## [Data to use]

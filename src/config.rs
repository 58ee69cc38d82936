// Copyright (c) 2026 Bountyy Oy. All rights reserved.
// This software is proprietary and confidential.

//! Tester configuration

use std::path::Path;
use std::time::Duration;

use bytes::Bytes;
use url::Url;

use crate::browser::DEFAULT_PROBE_TIMEOUT;
use crate::error::{Error, Result};
use crate::http::{HttpClientConfig, DEFAULT_USER_AGENT};
use crate::report::{ImageAsset, ReportBranding};

/// Origin the probe frames targets from
pub const DEFAULT_EMBEDDER_ORIGIN: &str = "https://attacker.invalid/";

/// Environment variable names read by [`TesterConfig::from_env`]
pub mod env {
    pub const PROBE_TIMEOUT_MS: &str = "KEHYS_PROBE_TIMEOUT_MS";
    pub const HEADER_SERVICE: &str = "KEHYS_HEADER_SERVICE";
    pub const EMBEDDER_ORIGIN: &str = "KEHYS_EMBEDDER_ORIGIN";
    pub const USER_AGENT: &str = "KEHYS_USER_AGENT";
    pub const WATERMARK: &str = "KEHYS_WATERMARK";
}

/// Tester configuration
#[derive(Debug, Clone)]
pub struct TesterConfig {
    /// Timer budget of the live frame probe
    pub probe_timeout: Duration,
    /// Timeout of header retrieval and frame document requests
    pub fetch_timeout: Duration,
    /// User agent string
    pub user_agent: String,
    /// Origin the probe embeds targets from
    pub embedder_origin: Url,
    /// Remote check-headers service; `None` fetches headers directly
    pub header_service: Option<String>,
    /// Accept invalid TLS certificates
    pub ignore_https_errors: bool,
    /// Proxy URL
    pub proxy: Option<String>,
    /// Report branding
    pub branding: ReportBranding,
}

impl Default for TesterConfig {
    fn default() -> Self {
        Self {
            probe_timeout: DEFAULT_PROBE_TIMEOUT,
            fetch_timeout: Duration::from_secs(15),
            user_agent: DEFAULT_USER_AGENT.to_string(),
            embedder_origin: default_embedder(),
            header_service: None,
            ignore_https_errors: false,
            proxy: None,
            branding: ReportBranding::default(),
        }
    }
}

fn default_embedder() -> Url {
    Url::parse(DEFAULT_EMBEDDER_ORIGIN).expect("Invalid default embedder origin")
}

impl TesterConfig {
    /// Create a new config
    pub fn new() -> Self {
        Self::default()
    }

    /// Set the probe timer budget
    pub fn probe_timeout(mut self, timeout: Duration) -> Self {
        self.probe_timeout = timeout;
        self
    }

    /// Set the fetch timeout
    pub fn fetch_timeout(mut self, timeout: Duration) -> Self {
        self.fetch_timeout = timeout;
        self
    }

    /// Set user agent
    pub fn user_agent(mut self, user_agent: impl Into<String>) -> Self {
        self.user_agent = user_agent.into();
        self
    }

    /// Set the embedder origin
    pub fn embedder_origin(mut self, origin: impl AsRef<str>) -> Result<Self> {
        self.embedder_origin = parse_embedder(origin.as_ref())?;
        Ok(self)
    }

    /// Use a remote check-headers service
    pub fn header_service(mut self, endpoint: impl Into<String>) -> Self {
        self.header_service = Some(endpoint.into());
        self
    }

    /// Ignore HTTPS errors
    pub fn ignore_https_errors(mut self, ignore: bool) -> Self {
        self.ignore_https_errors = ignore;
        self
    }

    /// Set proxy
    pub fn proxy(mut self, proxy: impl Into<String>) -> Self {
        self.proxy = Some(proxy.into());
        self
    }

    /// Set report branding
    pub fn branding(mut self, branding: ReportBranding) -> Self {
        self.branding = branding;
        self
    }

    /// Defaults overlaid with `KEHYS_*` environment variables
    pub fn from_env() -> Result<Self> {
        Self::default().with_vars(|name| std::env::var(name).ok())
    }

    /// Overlay values from a variable lookup
    pub fn with_vars<F>(mut self, lookup: F) -> Result<Self>
    where
        F: Fn(&str) -> Option<String>,
    {
        if let Some(ms) = lookup(env::PROBE_TIMEOUT_MS) {
            let ms: u64 = ms.trim().parse().map_err(|_| {
                Error::Config(format!("{} must be milliseconds, got '{}'", env::PROBE_TIMEOUT_MS, ms))
            })?;
            self.probe_timeout = Duration::from_millis(ms);
        }

        if let Some(endpoint) = lookup(env::HEADER_SERVICE).filter(|v| !v.trim().is_empty()) {
            Url::parse(endpoint.trim()).map_err(|e| {
                Error::Config(format!("{} is not a URL: {}", env::HEADER_SERVICE, e))
            })?;
            self.header_service = Some(endpoint.trim().to_string());
        }

        if let Some(origin) = lookup(env::EMBEDDER_ORIGIN) {
            self.embedder_origin = parse_embedder(&origin)?;
        }

        if let Some(agent) = lookup(env::USER_AGENT).filter(|v| !v.is_empty()) {
            self.user_agent = agent;
        }

        if let Some(path) = lookup(env::WATERMARK) {
            self.branding.watermark = Some(load_watermark(Path::new(&path))?);
        }

        Ok(self)
    }

    /// HTTP client settings derived from this config
    pub fn http_config(&self) -> HttpClientConfig {
        HttpClientConfig {
            user_agent: self.user_agent.clone(),
            timeout: self.fetch_timeout,
            accept_invalid_certs: self.ignore_https_errors,
            proxy: self.proxy.clone(),
            ..Default::default()
        }
    }
}

fn parse_embedder(origin: &str) -> Result<Url> {
    let url = Url::parse(origin.trim())
        .map_err(|e| Error::Config(format!("Invalid embedder origin '{}': {}", origin, e)))?;
    if !matches!(url.scheme(), "http" | "https") {
        return Err(Error::Config(format!(
            "Embedder origin must be http(s), got '{}'",
            origin
        )));
    }
    Ok(url)
}

/// Load a watermark image from disk
pub fn load_watermark(path: &Path) -> Result<ImageAsset> {
    let data = std::fs::read(path)?;
    let name = path
        .file_name()
        .and_then(|n| n.to_str())
        .unwrap_or("watermark")
        .to_string();
    Ok(ImageAsset::new(name, Bytes::from(data)))
}

#[cfg(test)]
mod tests {
    use super::*;
    use std::collections::HashMap;

    fn vars(pairs: &[(&str, &str)]) -> impl Fn(&str) -> Option<String> {
        let map: HashMap<String, String> = pairs
            .iter()
            .map(|(k, v)| (k.to_string(), v.to_string()))
            .collect();
        move |name: &str| map.get(name).cloned()
    }

    #[test]
    fn test_defaults() {
        let config = TesterConfig::new();
        assert_eq!(config.probe_timeout, Duration::from_millis(3000));
        assert_eq!(config.embedder_origin.host_str(), Some("attacker.invalid"));
        assert!(config.header_service.is_none());
    }

    #[test]
    fn test_builder() {
        let config = TesterConfig::new()
            .probe_timeout(Duration::from_millis(500))
            .user_agent("Custom Agent")
            .header_service("https://svc.test/check")
            .embedder_origin("http://evil.test:8080")
            .unwrap();

        assert_eq!(config.probe_timeout, Duration::from_millis(500));
        assert_eq!(config.http_config().user_agent, "Custom Agent");
        assert_eq!(config.header_service.as_deref(), Some("https://svc.test/check"));
        assert_eq!(config.embedder_origin.port(), Some(8080));
    }

    #[test]
    fn test_env_overlay() {
        let config = TesterConfig::new()
            .with_vars(vars(&[
                (env::PROBE_TIMEOUT_MS, "1200"),
                (env::HEADER_SERVICE, "https://svc.test/.netlify/functions/checkHeaders"),
            ]))
            .unwrap();
        assert_eq!(config.probe_timeout, Duration::from_millis(1200));
        assert!(config.header_service.is_some());
    }

    #[test]
    fn test_env_rejects_bad_values() {
        let err = TesterConfig::new()
            .with_vars(vars(&[(env::PROBE_TIMEOUT_MS, "soon")]))
            .unwrap_err();
        assert!(matches!(err, Error::Config(_)));

        assert!(TesterConfig::new()
            .with_vars(vars(&[(env::EMBEDDER_ORIGIN, "ftp://x.test")]))
            .is_err());
    }

    #[test]
    fn test_load_watermark() {
        let dir = tempfile::tempdir().unwrap();
        let path = dir.path().join("logo.png");
        std::fs::write(&path, [0x89, b'P', b'N', b'G']).unwrap();

        let asset = load_watermark(&path).unwrap();
        assert_eq!(asset.name, "logo.png");
        assert_eq!(asset.data.len(), 4);
    }
}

## [Your task]
Take from the listing above each line that contains the string "impl".

## [Solution for this problem]
impl Default for TesterConfig {
impl TesterConfig {
    pub fn user_agent(mut self, user_agent: impl Into<String>) -> Self {
    pub fn embedder_origin(mut self, origin: impl AsRef<str>) -> Result<Self> {
    pub fn header_service(mut self, endpoint: impl Into<String>) -> Self {
    pub fn proxy(mut self, proxy: impl Into<String>) -> Self {
    fn vars(pairs: &[(&str, &str)]) -> impl Fn(&str) -> Option<String> {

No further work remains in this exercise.